◆ EXERCISE GOAL:
Retype the records that follow, every line exactly as written.

____

//! Response normalization: selection-driven decomposition of a payload into
//! the flat store.
//!
//! The walk is keyed by `(selections, value)`. Objects whose typename has
//! declared key fields — all present in the payload — are promoted into their
//! own bucket and replaced by a link in the parent; anything else stays
//! inline. Cell-level bookkeeping (which cells were visited, which changed)
//! happens only at bucket boundaries, which is what keeps reactivity granular
//! at the entity/root level rather than inside value objects.

use indexmap::IndexSet;
use serde_json_bytes::ByteString;
use serde_json_bytes::Map;
use serde_json_bytes::Value as JSON;

use crate::artifact::find_response_key;
use crate::artifact::Selection;
use crate::artifact::Variables;
use crate::artifact::TYPENAME_FIELD;
use crate::keys::DependencyKey;
use crate::keys::EntityKey;
use crate::keys::FieldKey;
use crate::keys::StorageKey;
use crate::schema::SchemaMeta;
use crate::storage::merge_fields;
use crate::storage::merge_stored;
use crate::storage::Fields;
use crate::storage::Storage;
use crate::storage::StoredValue;

pub(crate) struct Normalizer<'a> {
    schema: &'a SchemaMeta,
    variables: &'a Variables,
    /// Every bucket-level cell visited by the walk, changed or not.
    pub(crate) touched: IndexSet<DependencyKey>,
    /// Cells whose post-merge value differs from what the bucket held before.
    pub(crate) changed: IndexSet<DependencyKey>,
    /// Buckets that received at least one cell.
    pub(crate) visited: IndexSet<StorageKey>,
}

impl<'a> Normalizer<'a> {
    pub(crate) fn new(schema: &'a SchemaMeta, variables: &'a Variables) -> Self {
        Self {
            schema,
            variables,
            touched: IndexSet::new(),
            changed: IndexSet::new(),
            visited: IndexSet::new(),
        }
    }

    /// Normalizes a root payload into the root bucket, promoting entities
    /// along the way.
    pub(crate) fn write_root(
        &mut self,
        storage: &mut Storage,
        selections: &[Selection],
        data: &JSON,
    ) {
        let Some(object) = data.as_object() else {
            return;
        };
        let fields = self.collect_fields(storage, selections, object);
        self.merge_into_bucket(storage, StorageKey::root(), fields);
    }

    /// Collects the cells this selection set produces from `object`. Nested
    /// entities are promoted (written through to `storage`) as they are
    /// encountered; the returned map holds what belongs to the *current*
    /// object, whoever that turns out to be.
    fn collect_fields(
        &mut self,
        storage: &mut Storage,
        selections: &[Selection],
        object: &Map<ByteString, JSON>,
    ) -> Fields {
        let mut fields = Fields::default();
        for selection in selections {
            match selection {
                Selection::Field(field) => {
                    let Some(value) = object.get(field.response_key()) else {
                        continue;
                    };
                    let stored = self.store_value(storage, field.selections.as_deref(), value);
                    let key = FieldKey::new(field, self.variables);
                    let merged = merge_stored(fields.get(&key), stored);
                    fields.insert(key, merged);
                }
                Selection::FragmentSpread(spread) => {
                    let nested = self.collect_fields(storage, &spread.selections, object);
                    merge_fields(&mut fields, nested);
                }
                Selection::InlineFragment(fragment) => {
                    if typename_of(object, selections) == Some(fragment.on.as_str()) {
                        let nested = self.collect_fields(storage, &fragment.selections, object);
                        merge_fields(&mut fields, nested);
                    }
                }
            }
        }
        fields
    }

    fn store_value(
        &mut self,
        storage: &mut Storage,
        selections: Option<&[Selection]>,
        value: &JSON,
    ) -> StoredValue {
        match (value, selections) {
            (JSON::Array(items), _) => StoredValue::List(
                items
                    .iter()
                    .map(|item| self.store_value(storage, selections, item))
                    .collect(),
            ),
            (JSON::Object(object), Some(selections)) => {
                if let Some(entity_key) = self.entity_key_of(object, selections) {
                    let fields = self.collect_fields(storage, selections, object);
                    self.merge_into_bucket(storage, StorageKey::from(entity_key.clone()), fields);
                    StoredValue::Link(entity_key)
                } else {
                    StoredValue::Object(self.collect_fields(storage, selections, object))
                }
            }
            (value, _) => StoredValue::Scalar(value.clone()),
        }
    }

    /// The object's entity key, if its typename is an entity and every key
    /// field is present in the payload. Key fields selected under an alias
    /// are read from their response key. An incomplete key degrades to inline
    /// storage — the caller stores the object in place, with no promotion.
    fn entity_key_of(
        &self,
        object: &Map<ByteString, JSON>,
        selections: &[Selection],
    ) -> Option<EntityKey> {
        let typename = typename_of(object, selections)?;
        let meta = self.schema.entity_meta(typename)?;
        let mut values = Vec::with_capacity(meta.key_fields.len());
        for field in &meta.key_fields {
            let key = find_response_key(selections, field).unwrap_or(field.as_str());
            values.push(object.get(key)?);
        }
        Some(EntityKey::new(typename, &values))
    }

    fn merge_into_bucket(&mut self, storage: &mut Storage, key: StorageKey, incoming: Fields) {
        self.visited.insert(key.clone());
        let bucket = storage.bucket_mut(&key);
        for (field, value) in incoming {
            let dependency = DependencyKey::new(&key, &field);
            let merged = merge_stored(bucket.get(&field), value);
            if bucket.get(&field) != Some(&merged) {
                self.changed.insert(dependency.clone());
            }
            self.touched.insert(dependency);
            bucket.insert(field, merged);
        }
        tracing::trace!(bucket = %key, "normalized");
    }
}

fn typename_of<'a>(
    object: &'a Map<ByteString, JSON>,
    selections: &[Selection],
) -> Option<&'a str> {
    let key = find_response_key(selections, TYPENAME_FIELD).unwrap_or(TYPENAME_FIELD);
    object.get(key)?.as_str()
}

____

◆ TASK RESPONSE:
//! Response normalization: selection-driven decomposition of a payload into
//! the flat store.
//!
//! The walk is keyed by `(selections, value)`. Objects whose typename has
//! declared key fields — all present in the payload — are promoted into their
//! own bucket and replaced by a link in the parent; anything else stays
//! inline. Cell-level bookkeeping (which cells were visited, which changed)
//! happens only at bucket boundaries, which is what keeps reactivity granular
//! at the entity/root level rather than inside value objects.

use indexmap::IndexSet;
use serde_json_bytes::ByteString;
use serde_json_bytes::Map;
use serde_json_bytes::Value as JSON;

use crate::artifact::find_response_key;
use crate::artifact::Selection;
use crate::artifact::Variables;
use crate::artifact::TYPENAME_FIELD;
use crate::keys::DependencyKey;
use crate::keys::EntityKey;
use crate::keys::FieldKey;
use crate::keys::StorageKey;
use crate::schema::SchemaMeta;
use crate::storage::merge_fields;
use crate::storage::merge_stored;
use crate::storage::Fields;
use crate::storage::Storage;
use crate::storage::StoredValue;

pub(crate) struct Normalizer<'a> {
    schema: &'a SchemaMeta,
    variables: &'a Variables,
    /// Every bucket-level cell visited by the walk, changed or not.
    pub(crate) touched: IndexSet<DependencyKey>,
    /// Cells whose post-merge value differs from what the bucket held before.
    pub(crate) changed: IndexSet<DependencyKey>,
    /// Buckets that received at least one cell.
    pub(crate) visited: IndexSet<StorageKey>,
}

impl<'a> Normalizer<'a> {
    pub(crate) fn new(schema: &'a SchemaMeta, variables: &'a Variables) -> Self {
        Self {
            schema,
            variables,
            touched: IndexSet::new(),
            changed: IndexSet::new(),
            visited: IndexSet::new(),
        }
    }

    /// Normalizes a root payload into the root bucket, promoting entities
    /// along the way.
    pub(crate) fn write_root(
        &mut self,
        storage: &mut Storage,
        selections: &[Selection],
        data: &JSON,
    ) {
        let Some(object) = data.as_object() else {
            return;
        };
        let fields = self.collect_fields(storage, selections, object);
        self.merge_into_bucket(storage, StorageKey::root(), fields);
    }

    /// Collects the cells this selection set produces from `object`. Nested
    /// entities are promoted (written through to `storage`) as they are
    /// encountered; the returned map holds what belongs to the *current*
    /// object, whoever that turns out to be.
    fn collect_fields(
        &mut self,
        storage: &mut Storage,
        selections: &[Selection],
        object: &Map<ByteString, JSON>,
    ) -> Fields {
        let mut fields = Fields::default();
        for selection in selections {
            match selection {
                Selection::Field(field) => {
                    let Some(value) = object.get(field.response_key()) else {
                        continue;
                    };
                    let stored = self.store_value(storage, field.selections.as_deref(), value);
                    let key = FieldKey::new(field, self.variables);
                    let merged = merge_stored(fields.get(&key), stored);
                    fields.insert(key, merged);
                }
                Selection::FragmentSpread(spread) => {
                    let nested = self.collect_fields(storage, &spread.selections, object);
                    merge_fields(&mut fields, nested);
                }
                Selection::InlineFragment(fragment) => {
                    if typename_of(object, selections) == Some(fragment.on.as_str()) {
                        let nested = self.collect_fields(storage, &fragment.selections, object);
                        merge_fields(&mut fields, nested);
                    }
                }
            }
        }
        fields
    }

    fn store_value(
        &mut self,
        storage: &mut Storage,
        selections: Option<&[Selection]>,
        value: &JSON,
    ) -> StoredValue {
        match (value, selections) {
            (JSON::Array(items), _) => StoredValue::List(
                items
                    .iter()
                    .map(|item| self.store_value(storage, selections, item))
                    .collect(),
            ),
            (JSON::Object(object), Some(selections)) => {
                if let Some(entity_key) = self.entity_key_of(object, selections) {
                    let fields = self.collect_fields(storage, selections, object);
                    self.merge_into_bucket(storage, StorageKey::from(entity_key.clone()), fields);
                    StoredValue::Link(entity_key)
                } else {
                    StoredValue::Object(self.collect_fields(storage, selections, object))
                }
            }
            (value, _) => StoredValue::Scalar(value.clone()),
        }
    }

    /// The object's entity key, if its typename is an entity and every key
    /// field is present in the payload. Key fields selected under an alias
    /// are read from their response key. An incomplete key degrades to inline
    /// storage — the caller stores the object in place, with no promotion.
    fn entity_key_of(
        &self,
        object: &Map<ByteString, JSON>,
        selections: &[Selection],
    ) -> Option<EntityKey> {
        let typename = typename_of(object, selections)?;
        let meta = self.schema.entity_meta(typename)?;
        let mut values = Vec::with_capacity(meta.key_fields.len());
        for field in &meta.key_fields {
            let key = find_response_key(selections, field).unwrap_or(field.as_str());
            values.push(object.get(key)?);
        }
        Some(EntityKey::new(typename, &values))
    }

    fn merge_into_bucket(&mut self, storage: &mut Storage, key: StorageKey, incoming: Fields) {
        self.visited.insert(key.clone());
        let bucket = storage.bucket_mut(&key);
        for (field, value) in incoming {
            let dependency = DependencyKey::new(&key, &field);
            let merged = merge_stored(bucket.get(&field), value);
            if bucket.get(&field) != Some(&merged) {
                self.changed.insert(dependency.clone());
            }
            self.touched.insert(dependency);
            bucket.insert(field, merged);
        }
        tracing::trace!(bucket = %key, "normalized");
    }
}

fn typename_of<'a>(
    object: &'a Map<ByteString, JSON>,
    selections: &[Selection],
) -> Option<&'a str> {
    let key = find_response_key(selections, TYPENAME_FIELD).unwrap_or(TYPENAME_FIELD);
    object.get(key)?.as_str()
}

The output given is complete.